I have a 2001 330xi and the kit does the same thing for me. I figured out that if you hit the buttons multiple times quickly, it will do what you want. It also works best if you use the steering wheel controls. Also, if you disable the text feature (by going to CD 6 and changing the track all the way up until it loops back around), the problem goes away. I think the BMW head unit has trouble processing button presses and text info at the same time. Maybe newer models dont have this issue?


----------



## mtbigdog1 (May 29, 2010)

*Success!*

Success - it works!

After reading and re-reading the various posts, I set the DIP switches to "DOWN UP UP UP" and it works in the "Locked" Mode.

The first couple of DIP switch settings (i.e., DOWN UP) cause the scrolling text to slow down a bit so they're no flying across the stereo headunit display.

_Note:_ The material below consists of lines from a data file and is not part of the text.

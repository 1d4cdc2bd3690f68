//! Advertisement repository implementation

use sqlx::PgPool;
use chrono::Utc;
use crate::models::advertisement::{Advertisement, NewAdvertisement, UpdateAdvertisementRequest, AdvertisementFilter};
use crate::models::image::NewImage;
use crate::utils::errors::AdRelayError;

/// Advisory lock key serializing activation across bot instances
const ACTIVATION_LOCK_KEY: i64 = 0x4164_5265_6c61_7901;

#[derive(Clone)]
pub struct AdvertisementRepository {
    pool: PgPool,
}

impl AdvertisementRepository {
    pub fn new(pool: PgPool) -> Self {
        Self { pool }
    }

    /// Create an advertisement and its images in one transaction
    pub async fn create(&self, request: NewAdvertisement, images: Vec<NewImage>) -> Result<Advertisement, AdRelayError> {
        let mut tx = self.pool.begin().await?;
        let now = Utc::now();

        let advertisement = sqlx::query_as::<_, Advertisement>(
            r#"
            INSERT INTO advertisements (body, contact, active, created_at)
            VALUES ($1, $2, FALSE, $3)
            RETURNING id, body, contact, active, created_at
            "#
        )
        .bind(request.body)
        .bind(request.contact)
        .bind(now)
        .fetch_one(&mut *tx)
        .await?;

        for (index, image) in images.into_iter().enumerate() {
            sqlx::query(
                r#"
                INSERT INTO advertisement_images (advertisement_id, file_path, sort_order, created_at)
                VALUES ($1, $2, $3, $4)
                "#
            )
            .bind(advertisement.id)
            .bind(image.file_path)
            .bind(index as i32)
            .bind(now)
            .execute(&mut *tx)
            .await?;
        }

        tx.commit().await?;

        Ok(advertisement)
    }

    /// Find advertisement by ID
    pub async fn find_by_id(&self, id: i64) -> Result<Option<Advertisement>, AdRelayError> {
        let advertisement = sqlx::query_as::<_, Advertisement>(
            "SELECT id, body, contact, active, created_at FROM advertisements WHERE id = $1"
        )
        .bind(id)
        .fetch_optional(&self.pool)
        .await?;

        Ok(advertisement)
    }

    /// List all advertisements, oldest first
    pub async fn list(&self) -> Result<Vec<Advertisement>, AdRelayError> {
        self.list_where(AdvertisementFilter::default()).await
    }

    /// List advertisements matching the filter
    pub async fn list_where(&self, filter: AdvertisementFilter) -> Result<Vec<Advertisement>, AdRelayError> {
        let advertisements = sqlx::query_as::<_, Advertisement>(
            r#"
            SELECT id, body, contact, active, created_at
            FROM advertisements
            WHERE ($1::BOOLEAN IS NULL OR active = $1)
            ORDER BY created_at ASC, id ASC
            "#
        )
        .bind(filter.active)
        .fetch_all(&self.pool)
        .await?;

        Ok(advertisements)
    }

    /// Update body and contact
    pub async fn update(&self, id: i64, request: UpdateAdvertisementRequest) -> Result<Advertisement, AdRelayError> {
        let advertisement = sqlx::query_as::<_, Advertisement>(
            r#"
            UPDATE advertisements
            SET body = COALESCE($2, body),
                contact = COALESCE($3, contact)
            WHERE id = $1
            RETURNING id, body, contact, active, created_at
            "#
        )
        .bind(id)
        .bind(request.body)
        .bind(request.contact)
        .fetch_optional(&self.pool)
        .await?;

        advertisement.ok_or(AdRelayError::AdvertisementNotFound { advertisement_id: id })
    }

    /// Delete advertisement; image rows follow by cascade
    pub async fn delete(&self, id: i64) -> Result<(), AdRelayError> {
        let result = sqlx::query("DELETE FROM advertisements WHERE id = $1")
            .bind(id)
            .execute(&self.pool)
            .await?;

        if result.rows_affected() == 0 {
            return Err(AdRelayError::AdvertisementNotFound { advertisement_id: id });
        }

        Ok(())
    }

    /// Make `id` the only active advertisement.
    ///
    /// Runs under a transaction-scoped advisory lock, so concurrent
    /// activations are applied one after another.
    pub async fn activate(&self, id: i64) -> Result<Advertisement, AdRelayError> {
        let mut tx = self.pool.begin().await?;

        sqlx::query("SELECT pg_advisory_xact_lock($1)")
            .bind(ACTIVATION_LOCK_KEY)
            .execute(&mut *tx)
            .await?;

        let exists: Option<(i64,)> = sqlx::query_as("SELECT id FROM advertisements WHERE id = $1")
            .bind(id)
            .fetch_optional(&mut *tx)
            .await?;

        if exists.is_none() {
            tx.rollback().await?;
            return Err(AdRelayError::AdvertisementNotFound { advertisement_id: id });
        }

        sqlx::query("UPDATE advertisements SET active = FALSE WHERE active AND id <> $1")
            .bind(id)
            .execute(&mut *tx)
            .await?;

        let advertisement = sqlx::query_as::<_, Advertisement>(
            r#"
            UPDATE advertisements
            SET active = TRUE
            WHERE id = $1
            RETURNING id, body, contact, active, created_at
            "#
        )
        .bind(id)
        .fetch_one(&mut *tx)
        .await?;

        tx.commit().await?;

        Ok(advertisement)
    }

    /// Clear the active flag everywhere
    pub async fn deactivate_all(&self) -> Result<u64, AdRelayError> {
        let result = sqlx::query("UPDATE advertisements SET active = FALSE WHERE active")
            .execute(&self.pool)
            .await?;

        Ok(result.rows_affected())
    }
}
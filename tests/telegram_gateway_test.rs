//! Telegram gateway against a mock Bot API

mod helpers;

use assert_matches::assert_matches;
use helpers::*;
use teloxide::types::ChatId;
use AdRelay::services::{DeliveryAdapter, ImageStorage, TelegramGateway};

#[tokio::test]
async fn test_send_text_succeeds() {
    let mock = TelegramMockServer::new().await;
    mock.mock_send_message_ok(-1001).await;
    let gateway = TelegramGateway::new(mock.bot());

    assert!(gateway.send_text(ChatId(-1001), "Sale!").await.is_ok());
    assert_eq!(mock.request_count("sendMessage").await, 1);
}

#[tokio::test]
async fn test_kicked_bot_is_reported_unreachable() {
    let mock = TelegramMockServer::new().await;
    mock.mock_bot_kicked("sendMessage").await;
    let gateway = TelegramGateway::new(mock.bot());

    let result = gateway.send_text(ChatId(-1002), "Sale!").await;

    assert_matches!(result, Err(unreachable) if unreachable.chat_id == -1002);
}

#[tokio::test]
async fn test_failed_photo_is_reported_unreachable() {
    let mock = TelegramMockServer::new().await;
    mock.mock_bot_kicked("sendPhoto").await;
    let dir = tempfile::tempdir().unwrap();
    let image = dir.path().join("p.jpg");
    tokio::fs::write(&image, b"jpeg").await.unwrap();
    let gateway = TelegramGateway::new(mock.bot());

    let result = gateway.send_photo(ChatId(-1003), image, "caption").await;

    assert_matches!(result, Err(unreachable) if unreachable.chat_id == -1003);
    assert_eq!(mock.request_count("sendPhoto").await, 1);
}

#[tokio::test]
async fn test_photo_is_downloaded_by_file_id() {
    let mock = TelegramMockServer::new().await;
    mock.mock_photo_file("AgACAgIAAxkBAAIB", "photos/file_0.jpg", b"jpeg-bytes").await;
    let dir = tempfile::tempdir().unwrap();
    let storage = ImageStorage::new(dir.path());
    let gateway = TelegramGateway::new(mock.bot());

    let stored = storage.store_photo(&gateway, "AgACAgIAAxkBAAIB").await.unwrap();

    assert_eq!(stored.file_name, "AgACAgIAAxkBAAIB.jpg");
    assert!(stored.downloaded);
    assert_eq!(tokio::fs::read(storage.path_for(&stored.file_name)).await.unwrap(), b"jpeg-bytes");
    assert_eq!(mock.request_count("getFile").await, 1);
}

The second couple of DIP switch settings (i.e., UP UP - the iPod configuration) set the DICE unit to "Locked" Mode. Prior to connecting my iPod, I re-set it by depressing the center button and the control wheel simultaneously until the "Apple" logo displayed on the screen. I then positioned the "HOLD" selector switch to the "Lock" position prior to connecting it to the DICE unit.

In the "Locked" Mode, the steering wheel Track controls and the stereo headunit Preset buttons all function correctly as explained in the Dice unit user manual - - if I depress the Preset buttons "twice". I can also switch back to the stereo "radio mode" by depressing the "FM" Preset button twice.

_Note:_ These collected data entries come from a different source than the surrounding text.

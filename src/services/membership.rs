//! Group membership watcher
//!
//! Registers groups the bot is added to and sends them the active
//! advertisement straight away, outside the periodic loop. Groups the bot is
//! removed from are forgotten.

use std::sync::Arc;
use teloxide::types::{ChatId, UserId};
use tracing::{debug, info, warn};
use crate::database::RecordStore;
use crate::models::NewGroup;
use crate::services::delivery::{AdPayload, DeliveryAdapter};
use crate::services::images::ImageStorage;
use crate::utils::errors::Result;
use crate::utils::logging;

/// Members were added to a group chat
#[derive(Debug, Clone)]
pub struct MembersAdded {
    pub chat_id: i64,
    pub title: String,
    pub invite_link: Option<String>,
    pub added_user_ids: Vec<UserId>,
}

#[derive(Debug, Clone, Copy, PartialEq, Eq)]
pub enum JoinOutcome {
    /// The event was about somebody else
    Ignored,
    /// The group was already known; nothing was sent
    AlreadyTracked,
    /// The group was registered. `delivered` tells whether the active
    /// advertisement reached it.
    Registered { delivered: bool },
}

#[derive(Clone)]
pub struct GroupWatcher {
    bot_id: UserId,
    store: Arc<dyn RecordStore>,
    delivery: Arc<dyn DeliveryAdapter>,
    images: ImageStorage,
}

impl GroupWatcher {
    pub fn new(
        bot_id: UserId,
        store: Arc<dyn RecordStore>,
        delivery: Arc<dyn DeliveryAdapter>,
        images: ImageStorage,
    ) -> Self {
        Self { bot_id, store, delivery, images }
    }

    pub fn bot_id(&self) -> UserId {
        self.bot_id
    }

    /// React to new members in a group
    pub async fn handle_members_added(&self, event: MembersAdded) -> Result<JoinOutcome> {
        if !event.added_user_ids.contains(&self.bot_id) {
            debug!(chat_id = event.chat_id, "Members added, bot not among them");
            return Ok(JoinOutcome::Ignored);
        }

        let chat_id = event.chat_id;
        let group = NewGroup {
            chat_id,
            title: event.title,
            invite_link: event.invite_link,
        };

        if self.store.create_group_if_absent(group).await?.is_none() {
            debug!(chat_id = chat_id, "Bot re-added to a tracked group");
            return Ok(JoinOutcome::AlreadyTracked);
        }

        logging::log_group_event(chat_id, "registered", None);

        let delivered = self.deliver_active(chat_id).await?;
        Ok(JoinOutcome::Registered { delivered })
    }

    /// Forget a group after the bot left it. Returns whether it was tracked.
    pub async fn handle_bot_removed(&self, chat_id: i64) -> Result<bool> {
        match self.store.delete_group(chat_id).await {
            Ok(()) => {
                logging::log_group_event(chat_id, "removed", None);
                Ok(true)
            }
            Err(e) if e.is_not_found() => Ok(false),
            Err(e) => Err(e),
        }
    }

    /// One-shot delivery of the active advertisement. Not retried on failure.
    async fn deliver_active(&self, chat_id: i64) -> Result<bool> {
        let Some(advertisement) = self.store.find_active_advertisement().await? else {
            info!(chat_id = chat_id, "No active advertisement for the new group");
            return Ok(false);
        };

        let payload = AdPayload::load(self.store.as_ref(), &self.images, &advertisement).await?;
        match payload.deliver(self.delivery.as_ref(), ChatId(chat_id)).await {
            Ok(()) => {
                info!(chat_id = chat_id, advertisement_id = advertisement.id, "Active advertisement sent to new group");
                Ok(true)
            }
            Err(unreachable) => {
                warn!(chat_id = chat_id, reason = %unreachable.reason, "New group rejected the advertisement");
                Ok(false)
            }
        }
    }
}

Of course, in this "Locked" Mode, I have no control via the iPod. The iPod's screen remains fixed on a DICE display. But, according to the user manual, I'm supposed to be enjoying "increased control" via the stereo headunit - - but I have no way of knowing 'how' it's different than it would be in the "Smart" Mode.

There seems to be one hiccup though - - if I want to turn the stereo OFF, I have to switch to the stereo's "radio mode" by depressing the "FM" Preset button twice before I turn it off. Once I'm listening to the radio, I can depress the Volume/On-Off knob to shut-off the stereo. If I try to turn the stereo OFF while I'm listening to the iPod, it seems to lock-up and freeze the display (showing the current song), but the sound does terminate.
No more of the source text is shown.